> TASK ITEM:
Filter the lines below, copying only those with the string "iter".

> RECORDS SHOWN:
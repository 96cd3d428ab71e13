//! Deterministic datasets and matching trained spheres.
//!
//! The spheres are written down analytically for an RBF kernel with
//! `gamma = 1`. With support vectors `s_j` and coefficients `c_j` the
//! membership score of `x` is `1 - 2 * sum_j c_j k(x, s_j) + fixed_part`.

use rand::Rng;
use rand::SeedableRng;
use rand_chacha::ChaCha8Rng;

use sphere_cluster_core::dataset::{Dataset, PointId};
use sphere_cluster_core::kernel::RbfKernel;
use sphere_cluster_core::sphere::{SphereModel, TrainedSphere};

/// RBF width used by every fixture sphere.
pub const FIXTURE_GAMMA: f64 = 1.0;

/// The kernel every fixture sphere was written for.
pub fn fixture_kernel() -> RbfKernel {
    RbfKernel::new(FIXTURE_GAMMA)
}

fn dataset_from(points: &[[f64; 2]]) -> Dataset {
    Dataset::from_vectors(points.iter().map(|p| p.to_vec()).collect())
        .expect("fixture points are valid")
}

/// Four points around (-2, 0); the first is the center itself.
pub const LEFT_BLOB: [[f64; 2]; 4] = [[-2.0, 0.0], [-2.2, 0.0], [-1.8, 0.1], [-2.0, -0.2]];

/// [`LEFT_BLOB`] mirrored through the origin.
pub const RIGHT_BLOB: [[f64; 2]; 4] = [[2.0, 0.0], [2.2, 0.0], [1.8, -0.1], [2.0, 0.2]];

/// Five colinear points from (0, 0) to (1, 0).
///
/// Ids 0..5; id 2 is the midpoint (0.5, 0).
pub fn colinear_dataset() -> Dataset {
    dataset_from(&[[0.0, 0.0], [0.25, 0.0], [0.5, 0.0], [0.75, 0.0], [1.0, 0.0]])
}

/// Sphere centered on the midpoint of [`colinear_dataset`].
///
/// Scores along the segment stay below 0.45; r² = 0.5.
pub fn colinear_sphere() -> TrainedSphere {
    TrainedSphere::new(SphereModel::new(vec![PointId(2)], vec![1.0]), 0.5)
}

/// [`LEFT_BLOB`] as ids 0..4, [`RIGHT_BLOB`] as ids 4..8.
pub fn two_blob_dataset() -> Dataset {
    let points: Vec<[f64; 2]> = LEFT_BLOB.iter().chain(RIGHT_BLOB.iter()).copied().collect();
    dataset_from(&points)
}

/// Two-lobe sphere with support vectors at both blob centers.
///
/// Blob points score at most 0.55; the region around the origin scores
/// about 1.46; r² = 1.0.
pub fn two_blob_sphere() -> TrainedSphere {
    TrainedSphere::new(
        SphereModel::new(vec![PointId(0), PointId(4)], vec![0.5, 0.5]),
        1.0,
    )
}

/// [`LEFT_BLOB`] as ids 0..4 plus an outlier at (5, 5) with id 4.
pub fn blob_with_outlier_dataset() -> Dataset {
    let mut points = LEFT_BLOB.to_vec();
    points.push([5.0, 5.0]);
    dataset_from(&points)
}

/// Sphere around the left blob center; the outlier scores 2.0, r² = 0.5.
pub fn blob_with_outlier_sphere() -> TrainedSphere {
    TrainedSphere::new(SphereModel::new(vec![PointId(0)], vec![1.0]), 0.5)
}

/// Number of points on the ring of [`ring_dataset`].
pub const RING_POINTS: usize = 16;

/// Sixteen points on a circle of radius 2 (ids 0..16), the circle center
/// (id 16) and a far outlier at (6, 6) (id 17).
pub fn ring_dataset() -> Dataset {
    let mut points: Vec<[f64; 2]> = (0..RING_POINTS)
        .map(|i| {
            let angle = 2.0 * std::f64::consts::PI * i as f64 / RING_POINTS as f64;
            [2.0 * angle.cos(), 2.0 * angle.sin()]
        })
        .collect();
    points.push([0.0, 0.0]);
    points.push([6.0, 6.0]);
    dataset_from(&points)
}

/// Annulus-shaped sphere: every ring point is a support vector with equal
/// weight.
///
/// Ring points and the arcs between neighbours score about 0.857, the
/// circle center about 1.107; r² = 0.95.
pub fn ring_sphere() -> TrainedSphere {
    let support = (0..RING_POINTS as u64).map(PointId).collect();
    let coefficients = vec![1.0 / RING_POINTS as f64; RING_POINTS];
    TrainedSphere::new(SphereModel::new(support, coefficients), 0.95)
}

/// `per_blob` points scattered uniformly within `spread` of each center.
///
/// Ids run `0..centers.len() * per_blob`, blob by blob; the first point of
/// each blob is the center itself.
pub fn scattered_blobs(centers: &[[f64; 2]], per_blob: usize, spread: f64, seed: u64) -> Dataset {
    let mut rng = ChaCha8Rng::seed_from_u64(seed);
    let mut points = Vec::with_capacity(centers.len() * per_blob);
    for center in centers {
        for k in 0..per_blob {
            if k == 0 {
                points.push(*center);
                continue;
            }
            points.push([
                center[0] + rng.gen_range(-spread..spread),
                center[1] + rng.gen_range(-spread..spread),
            ]);
        }
    }
    dataset_from(&points)
}

/// Sphere whose support vectors are the centers of [`scattered_blobs`].
pub fn scattered_blobs_sphere(blob_count: usize, per_blob: usize, r_squared: f64) -> TrainedSphere {
    let support = (0..blob_count)
        .map(|b| PointId((b * per_blob) as u64))
        .collect();
    let coefficients = vec![1.0 / blob_count as f64; blob_count];
    TrainedSphere::new(SphereModel::new(support, coefficients), r_squared)
}
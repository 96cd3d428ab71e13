//! Sphere Cluster Core Library
//!
//! Support vector clustering: points are grouped by whether the straight
//! path between them, mapped through a kernel, stays inside a previously
//! trained minimal enclosing sphere (SVDD). This finds non-convex clusters
//! of arbitrary shape.
//!
//! # Architecture
//!
//! This crate defines:
//! - Datasets of `(PointId, feature vector)` pairs (`dataset`)
//! - Kernel functions and the cached pairwise kernel matrix (`kernel`)
//! - The consumed sphere model, fixed part and membership test (`sphere`)
//! - Line-sampled connectivity and union-find assembly (`clustering`)
//! - Error types and configuration
//!
//! Training the sphere is not part of this crate; plug a solver in through
//! [`sphere::SphereTrainer`] or pass a [`sphere::TrainedSphere`] directly.
//!
//! # Example
//!
//! ```
//! use sphere_cluster_core::{Dataset, SupportVectorClustering, SvcConfig};
//! use sphere_cluster_core::dataset::PointId;
//! use sphere_cluster_core::kernel::KernelConfig;
//! use sphere_cluster_core::sphere::{SphereModel, TrainedSphere};
//!
//! let dataset = Dataset::from_vectors(vec![vec![0.0], vec![0.5], vec![-0.5]]).unwrap();
//! let sphere = TrainedSphere::new(SphereModel::new(vec![PointId(0)], vec![1.0]), 1.0);
//!
//! let svc = SupportVectorClustering::new(SvcConfig::default().with_kernel(KernelConfig::Linear))
//!     .unwrap();
//! let clustering = svc.run_with_sphere(&dataset, &sphere).unwrap();
//! assert_eq!(clustering.len(), 1);
//! assert!(clustering.noise().is_none());
//! ```

pub mod clustering;
pub mod config;
pub mod dataset;
pub mod error;
pub mod kernel;
pub mod sphere;

// Re-exports for convenience
pub use clustering::{Cluster, Clustering, SupportVectorClustering};
pub use config::SvcConfig;
pub use dataset::{Dataset, PointId};
pub use error::{SvcError, SvcResult};
pub use kernel::{Kernel, KernelMatrix};
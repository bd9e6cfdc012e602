use std::{borrow::Cow, str::FromStr};

use derive_more::Display;
use schemars::JsonSchema;
use serde::{Deserialize, Serialize};

/// The chat service a store belongs to, e.g. `slack` or `discord`.
///
/// Platform names become the first path component under the mount, so they
/// can be any non-empty string without a `/`. New platforms don't need a new
/// variant here; the constants are only the ones the crate knows about.
#[derive(
    Debug, Display, Clone, PartialEq, Eq, Hash, PartialOrd, Ord, Serialize, Deserialize, JsonSchema,
)]
#[serde(try_from = "String", into = "String")]
#[display("{_0}")]
pub struct Platform(Cow<'static, str>);

impl Platform {
    pub const SLACK: Platform = Platform(Cow::Borrowed("slack"));
    pub const DISCORD: Platform = Platform(Cow::Borrowed("discord"));
    pub const LOCAL: Platform = Platform(Cow::Borrowed("local"));

    pub fn as_str(&self) -> &str {
        &self.0
    }
}

#[derive(Debug, Clone, PartialEq, Eq, thiserror::Error)]
pub enum PlatformParseError {
    #[error("platform name is empty")]
    Empty,
    #[error("platform name {0:?} is not a single path component")]
    NotAComponent(String),
}

impl FromStr for Platform {
    type Err = PlatformParseError;

    fn from_str(s: &str) -> Result<Self, Self::Err> {
        Platform::try_from(s.to_owned())
    }
}

impl TryFrom<String> for Platform {
    type Error = PlatformParseError;

    fn try_from(value: String) -> Result<Self, Self::Error> {
        if value.is_empty() {
            return Err(PlatformParseError::Empty);
        }
        if value.contains('/') || value == "." || value == ".." {
            return Err(PlatformParseError::NotAComponent(value));
        }

        Ok(Platform(Cow::Owned(value)))
    }
}

impl From<Platform> for String {
    fn from(value: Platform) -> Self {
        value.0.into_owned()
    }
}

impl AsRef<str> for Platform {
    fn as_ref(&self) -> &str {
        self.as_str()
    }
}
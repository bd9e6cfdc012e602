use std::time::SystemTime;

use bitflags::bitflags;

#[derive(Debug, Copy, Clone, PartialEq, Eq)]
pub enum FileKind {
    Directory,
    File,
    /// An alias entry.
    Symlink,
}

/// The attributes the filesystem reports for a path or an open handle.
#[derive(Debug, Copy, Clone, PartialEq, Eq)]
pub struct Metadata {
    pub kind: FileKind,
    /// Permission bits only, without the file type.
    pub permissions: u32,
    /// [`None`] when the store has not told us the size yet.
    pub size: Option<u64>,
    pub mtime: Option<SystemTime>,
    pub ctime: Option<SystemTime>,
}

impl Metadata {
    pub fn directory(permissions: u32) -> Self {
        Metadata {
            kind: FileKind::Directory,
            permissions,
            size: None,
            mtime: None,
            ctime: None,
        }
    }

    pub fn file(permissions: u32, size: Option<u64>) -> Self {
        Metadata {
            kind: FileKind::File,
            permissions,
            size,
            mtime: None,
            ctime: None,
        }
    }

    pub fn symlink(permissions: u32) -> Self {
        Metadata {
            kind: FileKind::Symlink,
            permissions,
            size: None,
            mtime: None,
            ctime: None,
        }
    }

    #[must_use]
    pub fn with_times(mut self, mtime: Option<SystemTime>, ctime: Option<SystemTime>) -> Self {
        self.mtime = mtime;
        self.ctime = ctime;
        self
    }

    pub fn is_dir(&self) -> bool {
        self.kind == FileKind::Directory
    }

    /// `st_mode`, file type bits included.
    pub fn mode(&self) -> u32 {
        let file_type = match self.kind {
            FileKind::Directory => 0o040_000,
            FileKind::File => 0o100_000,
            FileKind::Symlink => 0o120_000,
        };

        file_type | self.permissions
    }
}

/// The simplified lowest-common-denominator of file-opening types that the VFS
/// needs to support.
#[repr(transparent)]
#[derive(Debug, Default, Copy, Clone, Eq, PartialEq)]
pub struct OpenFlags(u32);

bitflags! {
    impl OpenFlags: u32 {
        const READ = 0x00000001;
        const WRITE = 0x00000002;
        const APPEND = 0x00000004;
        const CREATE = 0x00000008;
        const TRUNCATE = 0x00000010;
        const EXCLUDE = 0x00000020;
    }
}

impl OpenFlags {
    /// Whether opening with these flags would create or modify content.
    pub fn is_write(self) -> bool {
        self.intersects(
            OpenFlags::WRITE | OpenFlags::APPEND | OpenFlags::CREATE | OpenFlags::TRUNCATE,
        )
    }
}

> RESULT OF THE EXERCISE:
    Dataset::from_vectors(points.iter().map(|p| p.to_vec()).collect())
    let points: Vec<[f64; 2]> = LEFT_BLOB.iter().chain(RIGHT_BLOB.iter()).copied().collect();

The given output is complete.